[Instructions for the task] Begin at the first line of the records below and, please, give each line again exactly until the line with "parsed response payload." is included.

Records provided: Begin

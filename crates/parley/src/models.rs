//! These models represent the objects passed between the harness layers
//!
//! There are a few related shapes in play:
//! - Utterance: the role-tagged wire unit the service formatters consume as history
//! - ChatMessage: the renderer-facing turn, normalized from whatever a backend returned
//! - LinkInfo: related-link metadata some services attach to a reply
//!
//! Each backend speaks its own schema; we convert to and from these internal
//! structs at the adapter boundary so nothing downstream needs to know which
//! service produced a turn.
pub mod link;
pub mod message;
pub mod role;
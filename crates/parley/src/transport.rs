//! The HTTP boundary: POST a JSON body, get a JSON (or bare string) body back.

use async_trait::async_trait;
use reqwest::Client;
use reqwest::StatusCode;
use serde_json::Value;
use std::time::Duration;

use crate::errors::{TransportError, TransportResult};

#[async_trait]
pub trait Transport: Send + Sync {
    /// POST `body` to `path` under the transport's base URL and return the
    /// parsed response payload.
    async fn post(&self, path: &str, body: &Value) -> TransportResult<Value>;
}

pub struct HttpTransport {
    client: Client,
    base_url: String,
}

impl HttpTransport {
    pub fn new<S: Into<String>>(base_url: S) -> anyhow::Result<Self> {
        let client = Client::builder()
            .timeout(Duration::from_secs(600)) // 10 minutes timeout
            .build()?;

        Ok(HttpTransport {
            client,
            base_url: base_url.into().trim_end_matches('/').to_string(),
        })
    }
}

#[async_trait]
impl Transport for HttpTransport {
    async fn post(&self, path: &str, body: &Value) -> TransportResult<Value> {
        let url = format!("{}{}", self.base_url, path);

        let response = self.client.post(&url).json(body).send().await?;

        match response.status() {
            StatusCode::OK => {
                // Some backends answer with a bare string rather than JSON.
                let text = response.text().await?;
                Ok(serde_json::from_str(&text).unwrap_or(Value::String(text)))
            }
            status if status == StatusCode::TOO_MANY_REQUESTS || status.as_u16() >= 500 => {
                Err(TransportError::Server(status.as_u16()))
            }
            status => {
                let body = response.text().await.unwrap_or_default();
                Err(TransportError::Request {
                    status: status.as_u16(),
                    body,
                })
            }
        }
    }
}
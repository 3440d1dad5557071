//! Shared wire-format helpers used by more than one adapter.

use serde_json::{json, Value};

use crate::intake::{AttachmentOrigin, ImageAttachment};
use crate::models::message::Utterance;

/// Fixed room identifier the conversational endpoints expect.
pub(crate) const ROOM_ID: &str = "123456";

/// Convert history plus the new input into the common messages array.
pub fn messages_with_input(history: &[Utterance], input: &str) -> Vec<Value> {
    let mut messages: Vec<Value> = history
        .iter()
        .map(|utterance| json!({"role": utterance.role, "content": utterance.content}))
        .collect();
    messages.push(json!({"role": "user", "content": input}));
    messages
}

/// Convert one attachment into a typed image part. Remote attachments are
/// referenced by URL; local ones carry their base64 payload inline.
pub fn image_part(attachment: &ImageAttachment) -> Value {
    match attachment.origin {
        AttachmentOrigin::RemoteUrl => json!({
            "type": "image",
            "source": {
                "type": "url",
                "url": attachment.data,
            }
        }),
        AttachmentOrigin::LocalFile => json!({
            "type": "image",
            "source": {
                "type": "base64",
                "media_type": attachment.media_type,
                "data": attachment.data,
            }
        }),
    }
}

/// Render a price value with thousands separators, as the ads summary
/// displays it. Non-numeric values yield None.
pub fn format_price(value: &Value) -> Option<String> {
    if let Some(whole) = value.as_i64() {
        return Some(group_thousands(whole));
    }
    let number = value.as_f64()?;
    let whole = number.trunc() as i64;
    let fraction = (number.fract().abs() * 100.0).round() as u32;
    if fraction == 0 {
        Some(group_thousands(whole))
    } else {
        Some(format!("{}.{:02}", group_thousands(whole), fraction))
    }
}

fn group_thousands(value: i64) -> String {
    let digits = value.abs().to_string();
    let mut grouped = String::with_capacity(digits.len() + digits.len() / 3);
    for (i, ch) in digits.chars().enumerate() {
        if i > 0 && (digits.len() - i) % 3 == 0 {
            grouped.push(',');
        }
        grouped.push(ch);
    }
    if value < 0 {
        format!("-{}", grouped)
    } else {
        grouped
    }
}

/// Best-effort text extraction for payloads with no known shape: a bare
/// string verbatim, then a `text` field, then a `response` field, then the
/// pretty-printed payload.
pub fn probe_text(raw: &Value) -> String {
    if let Some(text) = raw.as_str() {
        return text.to_string();
    }
    if let Some(text) = raw.get("text").and_then(Value::as_str) {
        return text.to_string();
    }
    if let Some(text) = raw.get("response").and_then(Value::as_str) {
        return text.to_string();
    }
    serde_json::to_string_pretty(raw).unwrap_or_else(|_| raw.to_string())
}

Records provided: End

[Finished task]
filename crates/parley/src/models.rs
//! These models represent the objects passed between the harness layers
//!
//! There are a few related shapes in play:
//! - Utterance: the role-tagged wire unit the service formatters consume as history
//! - ChatMessage: the renderer-facing turn, normalized from whatever a backend returned
//! - LinkInfo: related-link metadata some services attach to a reply
//!
//! Each backend speaks its own schema; we convert to and from these internal
//! structs at the adapter boundary so nothing downstream needs to know which
//! service produced a turn.
pub mod link;
pub mod message;
pub mod role;
filename crates/parley/src/transport.rs
//! The HTTP boundary: POST a JSON body, get a JSON (or bare string) body back.

use async_trait::async_trait;
use reqwest::Client;
use reqwest::StatusCode;
use serde_json::Value;
use std::time::Duration;

use crate::errors::{TransportError, TransportResult};

#[async_trait]
pub trait Transport: Send + Sync {
    /// POST `body` to `path` under the transport's base URL and return the
    /// parsed response payload.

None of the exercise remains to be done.